From Bugzilla Helper: User-Agent: Mozilla/5.0 (X11; U; Linux i686; en-US; rv:1.7.3) Gecko/20040923 Description of problem: From rawhide-20040927 as well as FC3t2 (both using the same kernel 1.541), I can mount /dev/hda2 (reiser), navigate the fs, cat files, etc., but, if I try to write to a file or create a ne wone, the process attempting the write becomes unkillably frozen. Subsequent syncs immediately, unkillably freeze. Attempts to umount fail. Attempts to reboot silently fail. If I login on another tty, I get to the "Last login: ..." line, then my cursor remains blinking on the next line forever. There is no Oops or other kernel output on the console, and nothing shows up in dmesg. At this point, all I can do is power cycle. If I boot into a kernel that does not experience this problem, I can read and write to the partition without problems. Changes I make to the partition do show up when I reboot into FC, but as soon as I try to make changes in FC, everything freezes again. If I boot into 1.541 with the argument "selinux=0", I am able to write to /dev/hda2 normally. Version-Release number of selected component (if applicable): kernel-2.6.8-1.541 Expected Results: If this is an unknown and/or easily-solvable issue with SELinux and reiser, I would prefer if the issue could be solved. Barring that, I would prefer if the kernel either disabled the affected parts of SELinux on reiser partitions, or did not allow reiser partitions to be mounted rw when SELinux is enabled.
don't use reiserfs like this. realistically we're not going to be fixing reiserfs so marking this bug as WONTFIX.
I am not using reiserfs in a strange way; I am simply mounting it and attempting to use it on a system that happens to have SELinux enabled. Our installer allowed me to choose to mount /dev/hda2 rw as type reiser, I did not go behind its back. The kernel allowed /dev/hda2 to mount rw out of the box, I did not need to customize any module loading scripts or install any extra packages. This is a robustness issue and must be addressed, preferably in one of the three ways above (correct rw operation, disable SELinux on mount, or prevent reiser partitions from being mounted rw when SELinux is enabled). A fourth way of addressing it might be to remove the reiser driver from the distribution, which would be unfortunate for users who would otherwise choose to use reiser and simply disable SELinux. A fifth way of addressing it might be to cause our installer to not offer to mount reiser partitions, which would also be unfortunate for users who value reiser over SELinux. Either way, there will be users who value reiser and, as long as we allow its use, we can not make it easy to destabilize the kernel through normal use of its features (reiser and SELinux).
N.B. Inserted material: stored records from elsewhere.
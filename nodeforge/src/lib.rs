//! Prompt-to-pull-request generator for low-code node and workflow repositories.
//!
//! A natural-language request is reconciled against the target repository,
//! handed to an external generator, gated by a structural and
//! backward-compatibility validator, and published as a single-commit pull
//! request. The architecture keeps a strict separation:
//!
//! - **[`core`]**: Pure, deterministic logic (layouts, policy table, reconciler,
//!   request builder, validator). No I/O, fully testable in isolation.
//! - **[`io`]**: Side-effecting operations (config, generator process, GitHub
//!   REST, repository context, run logs). Isolated behind traits so tests can
//!   substitute doubles.
//!
//! Orchestration modules ([`pipeline`], [`publish`]) coordinate core logic with
//! I/O to implement CLI commands.

pub mod core;
pub mod exit_codes;
pub mod io;
pub mod logging;
pub mod pipeline;
pub mod publish;
#[cfg(any(test, feature = "test-support"))]
pub mod test_support;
We aren't distributing those broken patches to add xattr support to reiserfs are we? Did they get upstreamed?
we aren't touching reiserfs at all. btw you missed a 4th way, the most likely way: disable reiserfs.
If either the fourth or fifth way of addressing this problem is determined to be the only practical solution, please go ahead with it. We should not ship a distribution in this state. Users (which class would include me before this morning) need to be educated to not use reiser and SELinux at the same time, or they need to be prevented from doing it, but they can not be allowed to cause filesystem inconsistency or kernel instability through the normal actions of enabling SELinux, using reiser, and attempting to write to a data partition. Please do not re-close this bug until one of the five methods of addressing this kernel issue has been decided upon and implemented.
well anaconda doesn't offer you to create a reiserfs partition. the kernel does not have the task to prevent the sysadmin from shooting himself in his foot.
Just me asking (because i didn't try it). But if i choose linux reiserfs at the install point anaconda will/? provide me with reiserfs as option (at least the same thing happened when i installed FC3T2 on lvm/xfs).
Created attachment 104848 [details] Use genfscon to map reiserfs to nfs_t rather than calling xattr handlers Allow use of reiserfs under SELinux, mapping all inodes to a single type, rather than trying to call the xattr security handlers in the reiserfs code that produce deadlock. nfs_t used as the type at Russell's suggestion, since policy already allows access for NFS home directories.
reiserfs is available only AS-IS and unsupported. If it breaks, you get to keep both pieces. Jeremy - It sounds like anaconda needs to be changed so that without the reiserfs option, it will refuse to upgrade an existing linux install on a reiserfs partition.
reiserfs/SELinux deadlock shouldn't be occuring anymore due to policy change to tell SELinux to not invoke the reiserfs xattr handlers at all. Is it still occurring? SELinux should just be mapping all reiserfs inodes to nfs_t at this point. As an side, recently restarted dialogue with Jeff Mahoney of SuSE about getting the reiserfs xattr support fixed so that it will work with SELinux, but don't know what they will be done.
Looks like policy fix went into 1.17.28-2 on Oct 6th. FC3T3 had an older revision that lacked the change, so expect reiserfs to still deadlock there. But in FC3 final, it shouldn't be an issue.
The newer policy package should fix this.